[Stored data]
-- Opening Marker --

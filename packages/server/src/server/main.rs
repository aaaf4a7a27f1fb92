// Main entry point for API server

use std::sync::Arc;
use std::time::Duration;

use anyhow::{Context, Result};
use inference_client::{InferenceClient, RetryPolicy};
use server_core::server::{build_app, UploadLimits};
use server_core::kernel::{InferenceAdapter, MemoryJobStore};
use server_core::Config;
use tracing_subscriber::{layer::SubscriberExt, util::SubscriberInitExt};

#[tokio::main]
async fn main() -> Result<()> {
    // Initialize logging
    tracing_subscriber::registry()
        .with(
            tracing_subscriber::EnvFilter::try_from_default_env()
                .unwrap_or_else(|_| "info,server_core=debug".into()),
        )
        .with(tracing_subscriber::fmt::layer())
        .init();

    tracing::info!("Starting Inkvoice API");

    // Load configuration
    let config = Config::from_env().context("Failed to load configuration")?;
    tracing::info!("Configuration loaded");

    // Create the inference backend client
    let client = InferenceClient::with_timeout(
        config.inference_base_url.clone(),
        Duration::from_millis(config.inference_timeout_ms),
    )
    .context("Failed to create inference client")?
    .with_retry(RetryPolicy::new(
        config.inference_max_retries,
        Duration::from_millis(config.inference_retry_base_delay_ms),
    ));

    let inference = Arc::new(InferenceAdapter::new(client));
    let store = Arc::new(MemoryJobStore::new());

    // Build application
    let app = build_app(
        store,
        inference,
        UploadLimits {
            max_images: config.max_upload_images,
            max_image_bytes: config.max_image_bytes,
        },
    );

    // Start server
    let addr = format!("0.0.0.0:{}", config.port);
    tracing::info!("Starting server on {}", addr);
    tracing::info!("Inference backend: {}", config.inference_base_url);
    tracing::info!("Health check: http://localhost:{}/api/health", config.port);

    let listener = tokio::net::TcpListener::bind(&addr)
        .await
        .context("Failed to bind to address")?;

    axum::serve(listener, app).await.context("Server error")?;

    Ok(())
}
//! Stage 3: audio generation, plus download of the finished audio.

use axum::extract::{Extension, Path};
use axum::http::header;
use axum::response::{IntoResponse, Response};
use axum::Json;
use serde::{Deserialize, Serialize};

use crate::kernel::JobId;
use crate::server::app::AppState;
use crate::server::error::ApiError;

#[derive(Deserialize)]
#[serde(rename_all = "camelCase")]
pub struct GenerateAudioRequest {
    pub job_id: Option<String>,
    pub text: Option<String>,
    pub voice: Option<String>,
    pub rate: Option<u32>,
}

#[derive(Serialize)]
#[serde(rename_all = "camelCase")]
pub struct GenerateAudioResponse {
    pub job_id: JobId,
    pub status: &'static str,
    pub audio_url: String,
    pub duration_ms: u64,
}

/// `POST /api/generate-audio`
///
/// Synthesizes speech for the refined text and completes the job. The
/// audio stays in memory on the job record; the response carries the URL
/// it can be downloaded from.
pub async fn generate_audio_handler(
    Extension(state): Extension<AppState>,
    Json(request): Json<GenerateAudioRequest>,
) -> Result<Json<GenerateAudioResponse>, ApiError> {
    let job_id = request
        .job_id
        .ok_or_else(|| ApiError::Validation("No jobId provided".to_string()))?;
    let job_id: JobId = job_id
        .parse()
        .map_err(|_| ApiError::Validation(format!("Invalid jobId: {}", job_id)))?;

    let text = request
        .text
        .filter(|text| !text.trim().is_empty())
        .ok_or_else(|| ApiError::Validation("No text provided".to_string()))?;

    let job = state
        .pipeline
        .run_generate(job_id, text, request.voice, request.rate)
        .await?;

    // The store guarantees completed jobs carry audio; a record that
    // lost it anyway is a server fault, not a caller error.
    let audio = job.audio.as_ref().ok_or_else(|| {
        ApiError::Processing(format!("Job {} completed without an audio payload", job.id))
    })?;

    Ok(Json(GenerateAudioResponse {
        job_id: job.id,
        status: "completed",
        audio_url: format!("/api/audio/{}", job.id),
        duration_ms: audio.duration_ms,
    }))
}

/// `GET /api/audio/:job_id`
///
/// Serves the stored audio bytes. 404 until generation has completed.
pub async fn get_audio_handler(
    Extension(state): Extension<AppState>,
    Path(job_id): Path<String>,
) -> Result<Response, ApiError> {
    let id: JobId = job_id
        .parse()
        .map_err(|_| ApiError::NotFound(format!("Job not found: {}", job_id)))?;

    let job = state.store.get(id).await?;
    let audio = job
        .audio
        .ok_or_else(|| ApiError::NotFound(format!("No audio available for job {}", id)))?;

    Ok((
        [
            (header::CONTENT_TYPE, "audio/mpeg".to_string()),
            (
                header::CONTENT_DISPOSITION,
                format!("attachment; filename=\"{}.mp3\"", id),
            ),
        ],
        audio.bytes,
    )
        .into_response())
}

-- Closing Marker --

Work instructions
Top to bottom, the records above must be output exactly.

Answer to this task
filename packages/server/src/server/main.rs
repository aaaf4a7a27f1fb92
// Main entry point for API server

use std::sync::Arc;
use std::time::Duration;

use anyhow::{Context, Result};
use inference_client::{InferenceClient, RetryPolicy};
use server_core::server::{build_app, UploadLimits};
use server_core::kernel::{InferenceAdapter, MemoryJobStore};
use server_core::Config;
use tracing_subscriber::{layer::SubscriberExt, util::SubscriberInitExt};

#[tokio::main]
async fn main() -> Result<()> {
    // Initialize logging
    tracing_subscriber::registry()
        .with(
            tracing_subscriber::EnvFilter::try_from_default_env()
                .unwrap_or_else(|_| "info,server_core=debug".into()),
        )
        .with(tracing_subscriber::fmt::layer())
        .init();

    tracing::info!("Starting Inkvoice API");

    // Load configuration
    let config = Config::from_env().context("Failed to load configuration")?;
    tracing::info!("Configuration loaded");

    // Create the inference backend client
    let client = InferenceClient::with_timeout(
        config.inference_base_url.clone(),
        Duration::from_millis(config.inference_timeout_ms),
    )
    .context("Failed to create inference client")?
    .with_retry(RetryPolicy::new(
        config.inference_max_retries,
        Duration::from_millis(config.inference_retry_base_delay_ms),
    ));

    let inference = Arc::new(InferenceAdapter::new(client));
    let store = Arc::new(MemoryJobStore::new());

    // Build application
    let app = build_app(
        store,
        inference,
        UploadLimits {
            max_images: config.max_upload_images,
            max_image_bytes: config.max_image_bytes,
        },
    );

    // Start server
    let addr = format!("0.0.0.0:{}", config.port);
    tracing::info!("Starting server on {}", addr);
    tracing::info!("Inference backend: {}", config.inference_base_url);
    tracing::info!("Health check: http://localhost:{}/api/health", config.port);

    let listener = tokio::net::TcpListener::bind(&addr)
        .await
        .context("Failed to bind to address")?;

    axum::serve(listener, app).await.context("Server error")?;

    Ok(())
}
//! Stage 3: audio generation, plus download of the finished audio.

use axum::extract::{Extension, Path};
use axum::http::header;
use axum::response::{IntoResponse, Response};
use axum::Json;
use serde::{Deserialize, Serialize};

use crate::kernel::JobId;
use crate::server::app::AppState;
use crate::server::error::ApiError;

#[derive(Deserialize)]
#[serde(rename_all = "camelCase")]
pub struct GenerateAudioRequest {
    pub job_id: Option<String>,
    pub text: Option<String>,
    pub voice: Option<String>,
    pub rate: Option<u32>,
}

#[derive(Serialize)]
#[serde(rename_all = "camelCase")]
pub struct GenerateAudioResponse {
    pub job_id: JobId,
    pub status: &'static str,
    pub audio_url: String,
    pub duration_ms: u64,
}

/// `POST /api/generate-audio`
///
/// Synthesizes speech for the refined text and completes the job. The
/// audio stays in memory on the job record; the response carries the URL
/// it can be downloaded from.
pub async fn generate_audio_handler(
    Extension(state): Extension<AppState>,
    Json(request): Json<GenerateAudioRequest>,
) -> Result<Json<GenerateAudioResponse>, ApiError> {
    let job_id = request
        .job_id
        .ok_or_else(|| ApiError::Validation("No jobId provided".to_string()))?;
    let job_id: JobId = job_id
        .parse()
        .map_err(|_| ApiError::Validation(format!("Invalid jobId: {}", job_id)))?;

    let text = request
        .text
        .filter(|text| !text.trim().is_empty())
        .ok_or_else(|| ApiError::Validation("No text provided".to_string()))?;

    let job = state
        .pipeline
        .run_generate(job_id, text, request.voice, request.rate)
        .await?;

    // The store guarantees completed jobs carry audio; a record that
    // lost it anyway is a server fault, not a caller error.
    let audio = job.audio.as_ref().ok_or_else(|| {
        ApiError::Processing(format!("Job {} completed without an audio payload", job.id))
    })?;

    Ok(Json(GenerateAudioResponse {
        job_id: job.id,
        status: "completed",
        audio_url: format!("/api/audio/{}", job.id),
        duration_ms: audio.duration_ms,
    }))
}

/// `GET /api/audio/:job_id`
///
/// Serves the stored audio bytes. 404 until generation has completed.
pub async fn get_audio_handler(
    Extension(state): Extension<AppState>,
    Path(job_id): Path<String>,
) -> Result<Response, ApiError> {
    let id: JobId = job_id
        .parse()
        .map_err(|_| ApiError::NotFound(format!("Job not found: {}", job_id)))?;

    let job = state.store.get(id).await?;
    let audio = job
        .audio
        .ok_or_else(|| ApiError::NotFound(format!("No audio available for job {}", id)))?;

    Ok((
        [
            (header::CONTENT_TYPE, "audio/mpeg".to_string()),
            (
                header::CONTENT_DISPOSITION,
                format!("attachment; filename=\"{}.mp3\"", id),
            ),
        ],
        audio.bytes,
    )
        .into_response())
}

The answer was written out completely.